The pages she wrote for today are about her life in El Salvador. Her fellow memoirists already know she went to college in the States, did some graduate work, got a credential, and started teaching when her daughter was old enough for pre-school. They know that her choice of physical education as a major had to do with a love for the martial arts, and the Chinese-immersion pre-school for Katy had to do with her marriage to Ben, the immigrant from Shanghai she met in an ESL class. School, family, life as a refugee: she’d written about those things. Today her fellow writers would hear for the first time about El Salvador—the fear and the sorrow, her brother’s detention and torture, her mother’s violent death. They would hear about Emiliana’s first eight months of widowhood, spent in hiding after the murder of her husband Miguel. She wrote a whole page describing that indelible filmstrip in her head. “YOU! Step this way…” After thirty years of being unable to talk about it, she was writing her testimonio.  

Clutching the pages torn from her heart, she climbed the spiral staircase, looking up now and then at the dome that lights the interior of the long white cylinder. From the fourth floor she will be able to look straight down into the void, to the inconspicuous piece of marble flooring at street level. She often thinks of how much her dearest Miguel would have loved the drama of that staircase. He was a student of architecture.

Emiliana used the restroom on the fourth-floor landing. When she came out, a stocky man in a leather jacket was chatting in Spanish with a woman on her way in to clean the facilities. Emiliana stepped over to the banister to enjoy her favorite view again, the vertiginous drop to the lobby, four stories straight down–splat. She was close enough now to hear the cleaning woman congratulate the man for his nephew’s award in a chess tournament. “Forget chess,” the man said. “The kid should be playing war games for real. Like me. Military: Atlacatl Battalion. Trained at the School of the Americas.” He laughed. “Been here since ’90.” In English he added: “Special-entry visa.”  

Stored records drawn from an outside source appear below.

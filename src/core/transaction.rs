//! Signed transactions.

use crate::crypto::key_pair::{PrivateKey, PublicKey, Signature, SignatureError, SigningError};
use crate::types::Bytes;
use crate::types::encoding::Encode;
use crate::types::hash::{Hash, HashCache};
use ledger_derive::BinaryCodec;
use rand_core::{OsRng, RngCore};

/// A unit of ledger data: an opaque payload plus optional native-transfer
/// fields, signed by its sender.
///
/// The hash covers `payload`, `to`, `value`, `from` and `nonce` in that order.
/// It never covers the signature, `first_seen` or the hash cache.
#[derive(Debug, Clone, BinaryCodec)]
pub struct Transaction {
    /// Opaque bytes, executed as contract bytecode when non-empty.
    pub payload: Bytes,
    pub to: Option<PublicKey>,
    pub value: u64,
    /// Set by [`Transaction::sign`].
    pub from: Option<PublicKey>,
    /// Random salt so that identical payloads hash differently.
    pub nonce: u64,
    pub signature: Option<Signature>,

    /// Local admission time in unix nanoseconds, used for mempool ordering.
    #[binary_codec(skip)]
    pub first_seen: i64,
    #[binary_codec(skip)]
    cached_hash: HashCache,
}

impl Transaction {
    /// Creates an unsigned transaction carrying `payload`.
    pub fn new(payload: impl Into<Bytes>) -> Self {
        Self {
            payload: payload.into(),
            to: None,
            value: 0,
            from: None,
            nonce: OsRng.next_u64(),
            signature: None,
            first_seen: 0,
            cached_hash: HashCache::new(),
        }
    }

    /// Creates an unsigned native transfer of `value` to `to`.
    pub fn transfer(to: PublicKey, value: u64, payload: impl Into<Bytes>) -> Self {
        Self {
            to: Some(to),
            value,
            ..Self::new(payload)
        }
    }

    /// Unsigned minting transaction with a fixed nonce, so it hashes the
    /// same on every node.
    pub fn coinbase(value: u64) -> Self {
        Self {
            value,
            nonce: 0,
            ..Self::new(Bytes::new())
        }
    }

    /// Content hash, computed on first call and memoized.
    pub fn hash(&self) -> Hash {
        self.cached_hash.get_or_compute(|| self.content_hash())
    }

    fn content_hash(&self) -> Hash {
        let mut builder = Hash::sha3();
        self.payload.encode(&mut builder);
        self.to.encode(&mut builder);
        self.value.encode(&mut builder);
        self.from.encode(&mut builder);
        self.nonce.encode(&mut builder);
        builder.finalize()
    }

    /// Sets `from` to the signer and signs the content hash.
    ///
    /// Consumes the transaction and hands back a new value, so a hash cached
    /// before signing is discarded along with the old `from`.
    pub fn sign(mut self, key: &PrivateKey) -> Result<Self, SigningError> {
        self.from = Some(key.public_key());
        let hash = self.content_hash();
        self.signature = Some(key.sign(hash.as_slice())?);
        self.cached_hash = HashCache::new();
        Ok(self)
    }

    /// Checks the signature against `from` and the current field values.
    pub fn verify(&self) -> Result<(), SignatureError> {
        let signature = self
            .signature
            .as_ref()
            .ok_or(SignatureError::MissingSignature)?;
        let from = self.from.as_ref().ok_or(SignatureError::InvalidSignature)?;

        if from.verify(self.content_hash().as_slice(), signature) {
            Ok(())
        } else {
            Err(SignatureError::InvalidSignature)
        }
    }

    pub fn is_signed(&self) -> bool {
        self.signature.is_some()
    }
}

impl PartialEq for Transaction {
    fn eq(&self, other: &Self) -> bool {
        self.payload == other.payload
            && self.to == other.to
            && self.value == other.value
            && self.from == other.from
            && self.nonce == other.nonce
            && self.signature == other.signature
    }
}

impl Eq for Transaction {}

Emiliana froze, too stunned to move. She couldn’t see his face. But she knew the voice. She had been hearing that voice, trembling to it, for thirty years.

She stood at the banister that protected the winding steps from the long, treacherous drop. Such a long drop…  

The cleaning woman was in the restroom now. Only the eye of the dome was watching.

Emiliana the gym teacher took a deep breath and slowly exhaled. She flexed her strong muscles. There were thirty years of tension wound up in those muscles. She braced herself at the rail, glanced down into the void. Her throat felt like she’d swallowed rust. But she was able to speak, she knew exactly what she needed to say.

She pointed a finger at the man. “YOU! Step this way,” she barked, “I want to show you something.”